Bei anderen Dingen ist es deutlich schwieriger, einen Sinn zu finden, und wir fragen uns dann: Wozu genau müssen wir da jetzt gerade durch? Was machen wir hier eigentlich gerade nochmal? In diesen Fällen kommt oft Frustration auf und wir tun uns schwer damit, es "einfach auszuhalten". Wir versuchen uns dann daran zu erinnern, dass das Leben vorwärts gelebt, aber rückwärts verstanden wird. Und, dass es zu einer fruchtbaren und erfolgreichen Arbeit keine Abkürzungen gibt. Vieles von dem, was wir jetzt noch nicht verstehen können, werden wir in ein paar Jahren mit anderen Augen sehen und verstehen können. 

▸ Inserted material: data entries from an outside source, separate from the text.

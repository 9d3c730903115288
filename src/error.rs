use crate::backend::DsnError;

/// Errors raised while validating or loading a [`LoggerConfig`].
///
/// These surface from [`LoggerHandle::initialise`] (or the config loaders),
/// never from the first emit.
///
/// [`LoggerConfig`]: crate::config::LoggerConfig
/// [`LoggerHandle::initialise`]: crate::logger::LoggerHandle::initialise
#[derive(thiserror::Error, Debug)]
pub enum ConfigError {
    #[error("logging variant `{variant}` requires a server address")]
    MissingServer { variant: &'static str },

    #[error("logging variant `{variant}` requires a server port")]
    MissingPort { variant: &'static str },

    #[error("unknown logging variant `{0}` (expected basic, graylog or test)")]
    UnknownVariant(String),

    #[error("unknown logging level `{0}`")]
    UnknownLevel(String),

    #[error("invalid port `{0}`")]
    InvalidPort(String),

    #[error("invalid boolean `{0}`")]
    InvalidBool(String),

    #[error(transparent)]
    Dsn(#[from] DsnError),

    #[error("graylog feature is not enabled")]
    GraylogFeatureDisabled,

    #[error("graylog sink needs a running tokio runtime")]
    NoRuntime,
}

/// A stage broke the processor contract while handling a record.
#[derive(thiserror::Error, Debug, Clone, PartialEq, Eq)]
pub enum PipelineError {
    #[error("stage `{stage}` takes {found} parameter(s), expected {expected} (logger, method, record)")]
    WrongArity {
        stage: String,
        expected: usize,
        found: usize,
    },

    #[error("stage `{stage}` returned {found}, expected a record mapping")]
    WrongShape { stage: String, found: &'static str },

    #[error("field `{key}` is reserved and populated by the pipeline")]
    ReservedField { key: String },
}

/// Operations called in the wrong order.
#[derive(thiserror::Error, Debug)]
pub enum UsageError {
    #[error("logger `{logger}` was used before initialise()")]
    NotInitialised { logger: String },

    #[error("sysmetric logger `{logger}` is not tracking, nothing to terminate")]
    NotTracking { logger: String },

    #[error("sampler task for `{logger}` did not join cleanly: {reason}")]
    SamplerJoin { logger: String, reason: String },
}

/// Crate-level error.
#[derive(thiserror::Error, Debug)]
pub enum Error {
    #[error(transparent)]
    Config(#[from] ConfigError),

    #[error(transparent)]
    Pipeline(#[from] PipelineError),

    #[error(transparent)]
    Usage(#[from] UsageError),
}

pub type Result<T, E = Error> = std::result::Result<T, E>;
//! Role-specific loggers for a federated-learning cluster.
//!
//! Each role prefixes the caller's label to form the logger name and
//! publishes to its own Graylog input port by default, so every worker node
//! lands on the same `WORKER_PORT` input.

use std::fmt;
use std::sync::Arc;

use crate::config::{LoggerConfig, Variant};
use crate::level::Severity;
use crate::logger::LoggerHandle;
use crate::registry::LoggerRegistry;
use crate::stage::SharedProcessor;

pub const SYSMETRICS_PORT: u16 = 9100;
pub const DIRECTOR_PORT: u16 = 9200;
pub const TTP_PORT: u16 = 9300;
pub const WORKER_PORT: u16 = 9400;

#[derive(Debug, Clone, Copy, PartialEq, Eq, Hash)]
pub enum Role {
    /// Orchestrator of the whole federation.
    Director,
    /// Trusted third party coordinating a training run.
    Coordinator,
    Worker,
    Sysmetrics,
}

impl Role {
    pub const ALL: [Role; 4] = [Role::Director, Role::Coordinator, Role::Worker, Role::Sysmetrics];

    pub fn prefix(self) -> &'static str {
        match self {
            Role::Director => "DIR",
            Role::Coordinator => "TTP",
            Role::Worker => "WKR",
            Role::Sysmetrics => "SYS",
        }
    }

    pub fn default_port(self) -> u16 {
        match self {
            Role::Director => DIRECTOR_PORT,
            Role::Coordinator => TTP_PORT,
            Role::Worker => WORKER_PORT,
            Role::Sysmetrics => SYSMETRICS_PORT,
        }
    }

    /// `<PREFIX>_<label>`
    pub fn logger_name(self, label: &str) -> String {
        format!("{}_{}", self.prefix(), label)
    }
}

impl fmt::Display for Role {
    fn fmt(&self, f: &mut fmt::Formatter<'_>) -> fmt::Result {
        f.write_str(self.prefix())
    }
}

/// Builder for a role logger: a [`LoggerHandle`] whose name and default port
/// come from its [`Role`]. Defaults to the `graylog` variant.
///
/// ```
/// use fedlog::role::{Role, RoleLogger, WORKER_PORT};
///
/// let handle = RoleLogger::new(Role::Worker, "10.0.0.2", "worker_1").build();
/// assert_eq!(handle.name(), "WKR_worker_1");
/// assert_eq!(handle.config().port, Some(WORKER_PORT));
/// ```
pub struct RoleLogger {
    role: Role,
    config: LoggerConfig,
    registry: Option<Arc<LoggerRegistry>>,
}

impl RoleLogger {
    pub fn new(role: Role, server: impl Into<String>, label: &str) -> Self {
        let config = LoggerConfig::new(role.logger_name(label))
            .variant(Variant::Graylog)
            .server(server, role.default_port());
        Self {
            role,
            config,
            registry: None,
        }
    }

    pub fn director(server: impl Into<String>, label: &str) -> Self {
        Self::new(Role::Director, server, label)
    }

    pub fn coordinator(server: impl Into<String>, label: &str) -> Self {
        Self::new(Role::Coordinator, server, label)
    }

    pub fn worker(server: impl Into<String>, label: &str) -> Self {
        Self::new(Role::Worker, server, label)
    }

    pub fn role(&self) -> Role {
        self.role
    }

    pub fn port(mut self, port: u16) -> Self {
        self.config.port = Some(port);
        self
    }

    pub fn variant(mut self, variant: Variant) -> Self {
        self.config.logging_variant = variant;
        self
    }

    pub fn level(mut self, level: Severity) -> Self {
        self.config.logging_level = level;
        self
    }

    pub fn debugging_fields(mut self, enabled: bool) -> Self {
        self.config.debugging_fields = enabled;
        self
    }

    pub fn filter(mut self, stage: SharedProcessor) -> Self {
        self.config.filter_functions.push(stage);
        self
    }

    pub fn censor<I, S>(mut self, keys: I) -> Self
    where
        I: IntoIterator<Item = S>,
        S: Into<String>,
    {
        self.config = self.config.censor(keys);
        self
    }

    pub fn file_path(mut self, path: impl Into<String>) -> Self {
        self.config.file_path = path.into();
        self
    }

    pub fn registry(mut self, registry: Arc<LoggerRegistry>) -> Self {
        self.registry = Some(registry);
        self
    }

    pub fn config(&self) -> &LoggerConfig {
        &self.config
    }

    pub fn into_config(self) -> LoggerConfig {
        self.config
    }

    pub fn build(self) -> LoggerHandle {
        match self.registry {
            Some(registry) => LoggerHandle::with_registry(self.config, registry),
            None => LoggerHandle::new(self.config),
        }
    }
}
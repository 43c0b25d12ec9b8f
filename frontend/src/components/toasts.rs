//! Transient notifications, stacked in a corner of the page.
//!
//! Each toast dismisses itself after a few seconds (see
//! [`WorkflowHandle`](crate::state::WorkflowHandle)) or on click.

use leptos::*;

use crate::types::ToastQueue;

#[component]
pub fn Toasts(toasts: RwSignal<ToastQueue>) -> impl IntoView {
    view! {
        <div class="toasts" aria-live="polite">
            <For
                each=move || toasts.with(|q| q.entries().to_vec())
                key=|entry| entry.id
                children=move |entry| {
                    let id = entry.id;
                    let level = entry.notification.level;

                    view! {
                        <div
                            class=format!("toast {}", level.css_class())
                            on:click=move |_| toasts.update(|q| q.dismiss(id))
                        >
                            <div class="toast-title">
                                {level.emoji()} " " {entry.notification.title.clone()}
                                <span class="toast-time">{entry.timestamp.clone()}</span>
                            </div>
                            <div class="toast-description">{entry.notification.description.clone()}</div>
                        </div>
                    }
                }
            />
        </div>
    }
}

We walk by faith, not by sight.

Vor allem trägt uns unser Glaube durch diese strapazierenden Erfahrungen und das Versprechen der Bibel, dass Gott keine Fehler macht und uns alle Dinge zum Besten dienen werden, wenn wir ihm vertrauen (Josua 21,45 & Römer 8,28). Wir sind gespannt, wie die verbleibenden 4 Wochen aussehen werden, was wir lernen dürfen und wo es uns noch alles hin verschlägt.